Froma Harrop (" 'Demon drug' propaganda doesn't cut it anymore," Commentary, May 10) offers a variety of worn-out arguments about why marijuana should be legalized. However, she ignores the vast evidence that marijuana use is a health, not political, issue.

Decriminalization would merely result in more users and more health costs -- not savings in our coffers. The American Academy of Pediatrics has announced that legalizing marijuana for any age group would increase adolescent use. This would be devastating. Teens are three times more likely than adults to become dependent on marijuana, which explains why more teens are in treatment for marijuana dependence than for all other drugs combined, including alcohol. Marijuana contains 50 to 70 percent more carcinogens than tobacco smoke.

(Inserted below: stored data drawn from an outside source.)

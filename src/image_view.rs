use crate::images::{ImageRegion, ImageRegionMut, TypedImage};
use crate::pixels::Element;
use crate::{Access, AccessError, Extent, IndexExpr, Value};

/// A trait for getting access to pixels of a four-axis image.
pub trait ImageView {
    type Pixel: Element;

    fn extent(&self) -> Extent;

    /// Returns the value at given coordinates or `None`
    /// if coordinates are out of the image boundaries.
    fn get_pixel(&self, x: usize, y: usize, z: usize, c: usize) -> Option<Self::Pixel>;

    fn width(&self) -> usize {
        self.extent().width
    }

    fn height(&self) -> usize {
        self.extent().height
    }

    fn depth(&self) -> usize {
        self.extent().depth
    }

    fn spectrum(&self) -> usize {
        self.extent().spectrum
    }

    /// Iterates over all values of the image, `x` changes fastest
    /// and `c` slowest.
    fn iter_pixels(&self) -> impl Iterator<Item = Self::Pixel> + '_ {
        self.extent()
            .coords()
            .filter_map(move |(x, y, z, c)| self.get_pixel(x, y, z, c))
    }

    /// Copies pixels into a new independent image.
    fn to_image(&self) -> TypedImage<'static, Self::Pixel> {
        let pixels: Vec<Self::Pixel> = self.iter_pixels().collect();
        TypedImage::from_vec_unchecked(self.extent(), pixels)
    }

    /// Returns one value or an independent copy of the selected part of the image.
    fn read(&self, expr: impl Into<IndexExpr>) -> Result<Access<Self::Pixel>, AccessError>
    where
        Self: Sized,
    {
        crate::read(self, expr)
    }

    /// Returns a view that shares pixels with the image.
    fn region(&self, expr: impl Into<IndexExpr>) -> Result<ImageRegion<'_, Self>, AccessError>
    where
        Self: Sized,
    {
        crate::region(self, expr)
    }
}

/// A trait for getting mutable access to pixels of a four-axis image.
pub trait ImageViewMut: ImageView {
    /// Stores the value at given coordinates.
    /// Returns `false` if coordinates are out of the image boundaries.
    fn set_pixel(&mut self, x: usize, y: usize, z: usize, c: usize, value: Self::Pixel) -> bool;

    fn write<'v>(
        &mut self,
        expr: impl Into<IndexExpr>,
        value: impl Into<Value<'v, Self::Pixel>>,
    ) -> Result<(), AccessError>
    where
        Self: Sized,
    {
        crate::write(self, expr, value)
    }

    fn region_mut(
        &mut self,
        expr: impl Into<IndexExpr>,
    ) -> Result<ImageRegionMut<'_, Self>, AccessError>
    where
        Self: Sized,
    {
        crate::region_mut(self, expr)
    }
}
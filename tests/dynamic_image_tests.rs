use image4d::{
    ArithmeticError, DifferentExtentsError, DifferentTypesOfPixelsError, DynamicAccess,
    DynamicImage, Extent, ImageView, PixelType, PixelValue, TypedImage, UnknownPixelTypeError,
};
use testing::{grid_4x3, image_checksum, png_round_trip, sequence_image};


#[test]
fn pixel_type_from_str() {
    assert_eq!("uint8".parse::<PixelType>().unwrap(), PixelType::U8);
    assert_eq!("Float32".parse::<PixelType>().unwrap(), PixelType::F32);
    assert_eq!("f64".parse::<PixelType>().unwrap(), PixelType::F64);
    assert_eq!(
        "int8".parse::<PixelType>().unwrap_err(),
        UnknownPixelTypeError("int8".to_owned())
    );
    for pixel_type in PixelType::ALL {
        assert_eq!(pixel_type.name().parse::<PixelType>().unwrap(), pixel_type);
    }
}

mod dynamic_image {
    use super::*;

    #[test]
    fn new_image_is_zeroed() {
        for pixel_type in PixelType::ALL {
            let image = DynamicImage::new(Extent::new(3, 2, 2, 1), pixel_type);
            assert_eq!(image.pixel_type(), pixel_type);
            assert_eq!(image.size(), 12);
            assert_eq!(image.min_max(), Some((0., 0.)));
        }
        let image = DynamicImage::default();
        assert_eq!(image.pixel_type(), PixelType::F32);
        assert!(image.is_empty());
        assert_eq!(image.min_max(), None);
    }

    #[test]
    fn read_and_write() {
        let mut image = DynamicImage::from(grid_4x3());
        assert_eq!(
            image.read((3, 1)).unwrap(),
            DynamicAccess::Scalar(PixelValue::U8(8))
        );
        image.write_scalar((.., 1), 300.).unwrap();
        let DynamicAccess::View(row) = image.read((.., 1)).unwrap() else {
            panic!("view is expected");
        };
        assert_eq!(row.extent(), Extent::plane(4, 1));
        assert_eq!(row.min_max(), Some((255., 255.)));
        assert!(image.write_scalar((0, 3), 1.).is_err());
    }

    #[test]
    fn typed_access() {
        let mut image = DynamicImage::new(Extent::plane(2, 2), PixelType::U16);
        assert!(image.typed_image::<u8>().is_none());
        let typed = image.typed_image_mut::<u16>().unwrap();
        typed.pixels_mut().copy_from_slice(&[1, 2, 3, 4]);
        assert_eq!(
            image.read((1, 1)).unwrap(),
            DynamicAccess::Scalar(PixelValue::U16(4))
        );
    }

    #[test]
    fn convert() {
        let image = DynamicImage::from(grid_4x3());
        let float_image = image.convert(PixelType::F32);
        assert_eq!(float_image.pixel_type(), PixelType::F32);
        assert_eq!(float_image.min_max(), Some((1., 12.)));

        let mut float_image = float_image;
        float_image.fill(-2.5);
        let image = float_image.convert(PixelType::U8);
        assert_eq!(image.min_max(), Some((0., 0.)));
    }

    #[test]
    fn image_crate_round_trip() {
        let extent = Extent::new(5, 4, 1, 3);
        let image = DynamicImage::from(sequence_image::<u8>(extent));
        assert_eq!(png_round_trip(&image), image);

        let image = DynamicImage::from(sequence_image::<u16>(Extent::plane(7, 3)));
        assert_eq!(png_round_trip(&image), image);
    }
}

mod arithmetic {
    use super::*;

    #[test]
    fn images() {
        let mut image = grid_4x3();
        let other = grid_4x3();
        image.add(&other).unwrap();
        assert_eq!(image_checksum(&image), 2. * 78.);
        image.sub(&other).unwrap();
        assert!(image.equals(&other));
        image.mul(&other).unwrap();
        assert_eq!(image.pixels()[..4], [1, 4, 9, 16]);
        assert_eq!(image.pixels()[11], 144);
        image.div(&other).unwrap();
        assert_eq!(image.pixels()[..4], [1, 2, 3, 4]);
    }

    #[test]
    fn saturation() {
        let mut image = grid_4x3();
        image.mul_scalar(30);
        assert_eq!(image.pixels()[7], 240);
        assert_eq!(image.pixels()[8], 255);
        image.sub_scalar(250);
        assert_eq!(image.pixels()[0], 0);
    }

    #[test]
    fn scalars() {
        let mut image = sequence_image::<f32>(Extent::plane(3, 1));
        image.add_scalar(1.);
        image.mul_scalar(2.);
        image.sub_scalar(0.5);
        image.div_scalar(0.5);
        assert_eq!(image.pixels(), &[3., 7., 11.]);
    }

    #[test]
    fn different_extents() {
        let mut image = TypedImage::<f64>::new(Extent::plane(2, 2));
        let other = TypedImage::<f64>::new(Extent::plane(2, 3));
        assert_eq!(image.add(&other).unwrap_err(), DifferentExtentsError);
        assert!(!image.equals(&other));
    }

    #[test]
    fn equals_view() {
        let image = grid_4x3();
        let region = image.region((.., ..)).unwrap();
        assert!(image.equals(&region));
        let region = image.region((1.., ..)).unwrap();
        assert!(!image.equals(&region));
    }

    #[test]
    fn dynamic_images() {
        let mut image = DynamicImage::from(grid_4x3());
        image.mul_scalar(10.);
        image.div(&DynamicImage::from(grid_4x3())).unwrap();
        assert_eq!(image.min_max(), Some((10., 10.)));
        assert_eq!(
            image
                .add(&DynamicImage::new(image.extent(), PixelType::U16))
                .unwrap_err(),
            ArithmeticError::DifferentTypesOfPixels(DifferentTypesOfPixelsError)
        );
        assert_eq!(
            image
                .add(&DynamicImage::new(Extent::plane(1, 1), PixelType::U8))
                .unwrap_err(),
            ArithmeticError::DifferentExtents(DifferentExtentsError)
        );
    }

    #[test]
    fn floor_division() {
        let mut image = DynamicImage::new(Extent::plane(3, 1), PixelType::F32);
        image.write_scalar(0, -7.).unwrap();
        image.write_scalar(1, 7.).unwrap();
        image.write_scalar(2, -0.5).unwrap();
        let mut true_div = image.clone();

        image.floor_div_scalar(2.);
        true_div.div_scalar(2.);
        let typed = image.typed_image::<f32>().unwrap();
        assert_eq!(typed.pixels(), &[-4., 3., -1.]);
        let typed = true_div.typed_image::<f32>().unwrap();
        assert_eq!(typed.pixels(), &[-3.5, 3.5, -0.25]);

        let mut divisors = DynamicImage::new(Extent::plane(3, 1), PixelType::F32);
        divisors.fill(-3.);
        image.floor_div(&divisors).unwrap();
        assert_eq!(
            image.typed_image::<f32>().unwrap().pixels(),
            &[1., -1., 0.]
        );
        assert_eq!(
            image
                .floor_div(&DynamicImage::new(image.extent(), PixelType::F64))
                .unwrap_err(),
            ArithmeticError::DifferentTypesOfPixels(DifferentTypesOfPixelsError)
        );
    }
}

mod display {
    use super::*;

    #[test]
    fn plane() {
        let image = TypedImage::<u8>::from_array(&[2, 2], vec![1, 2, 3, 40]).unwrap();
        assert_eq!(
            image.to_string(),
            "height:       2\n\
             width:        2\n\
             depth:        1\n\
             spectrum:     1\n\
             data:    \n\
             [[[[ 1  2]\n   [ 3 40]]]]"
        );
    }

    #[test]
    fn empty_image() {
        let image = DynamicImage::default();
        assert_eq!(
            image.to_string(),
            "height:       0\n\
             width:        0\n\
             depth:        0\n\
             spectrum:     0\n\
             data:    \n\
             None"
        );
    }
}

If those are not sufficient reasons to keep marijuana smoking illegal, consider that the countries that have experimented with decriminalization are reversing their course.

In the Netherlands, the easing of restrictions on marijuana led to a tripling of marijuana use among 18- to 20-year-olds. Most Dutch towns have now adopted a zero-tolerance policy toward cannabis cafés. In Zurich, a so-called safe-injection site led to such a spike in crime around the park that the citizenry demanded that the site be closed. The new Canadian government declared that it was opposed to legalizing drugs, because of the increased addiction and crime likely to result, and stated its intent to impose mandatory minimum criminal penalties and large fines for individuals operating marijuana grow houses.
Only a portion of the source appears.